En prétendant éliminer le motif principal de la grogne, le passage en force à la Chambre Haute et le bouclage en accéléré du dossier pourraient en retour rompre les digues contenantes de la colère, laisser affleurer les véritables motifs d’une exaspération populaire croissante et nourrir une mobilisation plus intense. S’il se concrétisait, outre la faillite de la stratégie gouvernementale en la matière, ce scénario catastrophe prouverait aussi la perception erronée par le pouvoir des attentes des Français. En témoignerait la demande -faussement naïve?- du Ministre du travail adressée « aux syndicats de cesser d’appeler à manifester une fois la réforme adoptée » ou le fait de miser sur la période des vacances scolaires -en alimentant principalement les stations à essence sur les autoroutes- afin d’espérer siffler la fin de partie. Traditionnellement en décalage dans le timing de la protestation, l’agitation naissante dans les universités, dont plusieurs d’entre elles sont désormais bloquées, n’augure pas une trêve des hostilités.
Nettement plus complexe à canaliser, indépendant des logiques politiques ou éloigné d’argumentations protestataires spécifiques, ce mouvement d’insatisfaction attrape-tout requerra néanmoins un nouvel étayage: prix à payer pour une hyperprésidence où plus aucun fusible ne vient introduire la souplesse salvatrice dans la gestion institutionnelle des crises politiques, Nicolas Sarkozy devrait d’autant plus en faire directement les frais que ce mode de fonctionnement interdit toute reculade au locataire de l’Elysée. « Le monarque et la foule » résumait ainsi un grand quotidien helvétique à propos des tensions sociales en France. Ambivalente sur les circonstances de la « révolte » dans l’Hexagone, partagée entre « fascination pour ce romantisme révolutionnaire » et « l’inconstance des Français », relevant le paradoxe d’une majorité d’entre eux qui admettent la nécessité de cette réforme mais soutiennent les grèves dans les mêmes proportions, la presse étrangère ne se prive toutefois pas d’éclairer ses lecteurs sur le « sentiment d’injustice » qui, à tort ou à raison, prévaut en France. En Allemagne, le dialogue social fonctionne correctement et la très grande « réactivité aux exigences démocratiques », explicable par l’histoire tourmentée de ce pays, aurait conduit, selon les journaux, plus d’un ministre outre-Rhin impliqué dans une affaire judiciaire à la démission immédiate. Quant au plan d’austérité récemment adopté par le nouveau premier Ministre britannique -500 000 postes de fonctionnaires supprimés en cinq ans- le réflexe churchillien des Anglais combiné à la contribution symbolique de tous -la Couronne voit son budget également amputé- écartent pour le moment toute menace de contestation d’ampleur au Royaume-Uni.

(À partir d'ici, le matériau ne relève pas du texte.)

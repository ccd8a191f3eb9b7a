use criterion::{BenchmarkId, Criterion, criterion_group, criterion_main};
use std::sync::Arc;
use tokio::runtime::Runtime;

use tien_len::{
    classify, standard_deck, Card, DealOverrides, GameEngine, MemoryStore, PlayerId, Rank, Seat,
    Suit,
};

fn cards(codes: &[&str]) -> Vec<Card> {
    codes.iter().map(|code| code.parse().unwrap()).collect()
}

fn table_of(count: usize) -> Vec<PlayerId> {
    (0..count).map(|idx| format!("player{idx}")).collect()
}

/// Ascending run of singles starting from the three, suits rotating
fn run_of_singles(len: usize) -> Vec<Card> {
    (0..len)
        .map(|idx| Card(Rank::ALL[idx], Suit::ALL[idx % 4]))
        .collect()
}

/// Benchmark comparing every ordered pair of the deck
fn bench_compare_deck_pairs(c: &mut Criterion) {
    let deck = standard_deck();

    c.bench_function("compare_deck_pairs", |b| {
        b.iter(|| {
            deck.iter()
                .flat_map(|low| deck.iter().map(move |high| low.cmp(high)))
                .filter(|ordering| ordering.is_lt())
                .count()
        });
    });
}

/// Benchmark sorting a full deck from reversed order
fn bench_sort_full_deck(c: &mut Criterion) {
    let mut deck = standard_deck();
    deck.reverse();

    c.bench_function("sort_full_deck", |b| {
        b.iter(|| {
            let mut shuffled = deck.clone();
            shuffled.sort_unstable();
            shuffled
        });
    });
}

/// Benchmark classifying a pair (smallest multi-card input)
fn bench_classify_pair(c: &mut Criterion) {
    let pair = cards(&["S7", "D7"]);

    c.bench_function("classify_pair", |b| {
        b.iter(|| classify(&pair));
    });
}

/// Benchmark classifying a nine-card run of triples
fn bench_classify_triple_run(c: &mut Criterion) {
    let run = cards(&["S3", "D3", "H3", "S4", "D4", "H4", "S5", "D5", "H5"]);

    c.bench_function("classify_triple_run_9_cards", |b| {
        b.iter(|| classify(&run));
    });
}

/// Benchmark run classification across input lengths
fn bench_classify_run_lengths(c: &mut Criterion) {
    let mut group = c.benchmark_group("classify_run_of_singles");

    for len in [3, 6, 9, 12] {
        group.bench_with_input(
            BenchmarkId::from_parameter(format!("{len}_cards")),
            &len,
            |b, &len| {
                let run = run_of_singles(len);
                b.iter(|| classify(&run));
            },
        );
    }

    group.finish();
}

/// Benchmark the full play path: gates, classification, and the batch move
fn bench_play_opening_pair(c: &mut Criterion) {
    let runtime = Runtime::new().unwrap();
    let pair = cards(&["S3", "D3"]);

    c.bench_function("play_opening_pair", |b| {
        b.iter_batched(
            || {
                let engine = GameEngine::new(Arc::new(MemoryStore::new()), 5);
                let overrides = DealOverrides {
                    hands: Some(vec![
                        cards(&["S3", "D3", "S7"]),
                        cards(&["C4"]),
                        cards(&["D4"]),
                        cards(&["H4"]),
                    ]),
                    ..DealOverrides::default()
                };
                runtime
                    .block_on(engine.initialize("bench-play", &table_of(4), overrides))
                    .unwrap();
                engine
            },
            |engine| {
                runtime
                    .block_on(engine.play_cards("bench-play", Seat::ALL[0], &pair))
                    .unwrap()
            },
            criterion::BatchSize::SmallInput,
        );
    });
}

/// Benchmark view generation at both common deal sizes
fn bench_view_generation(c: &mut Criterion) {
    let runtime = Runtime::new().unwrap();
    let mut group = c.benchmark_group("view_generation");

    for hand_size in [5u8, 13] {
        group.bench_with_input(
            BenchmarkId::from_parameter(format!("{hand_size}_cards")),
            &hand_size,
            |b, &hand_size| {
                let engine = GameEngine::new(Arc::new(MemoryStore::new()), hand_size);
                runtime
                    .block_on(engine.initialize("bench-views", &table_of(4), DealOverrides::default()))
                    .unwrap();
                b.iter(|| {
                    runtime
                        .block_on(engine.view_for("bench-views", Some(Seat::ALL[0])))
                        .unwrap()
                });
            },
        );
    }

    group.finish();
}

criterion_group!(
    card_ordering,
    bench_compare_deck_pairs,
    bench_sort_full_deck,
);

criterion_group!(
    classification,
    bench_classify_pair,
    bench_classify_triple_run,
    bench_classify_run_lengths,
);

criterion_group!(
    round_operations,
    bench_play_opening_pair,
    bench_view_generation,
);

criterion_main!(card_ordering, classification, round_operations);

Seule la carte du remaniement ministériel induisant un changement de cap pourrait constituer un électrochoc de nature à ramener le calme dans les esprits. Il ne faut toutefois pas trop en attendre: si la personnalité du chef de l’Etat le rend peu susceptible de promouvoir un compétiteur politique, l’attentisme prolongé de l’Elysée n’en trahit pas moins un choix du prochain hôte de Matignon à même d’être influencé par l’état intérieur du pays. Et pour cause. Pour filer la métaphore analytique, il en va de ce remaniement comme de l’interprétation en séance qui ne doit pas rater son coup: Sigmund Freud le rappelait à ce propos: « le lion ne bondit qu’une seule fois! ».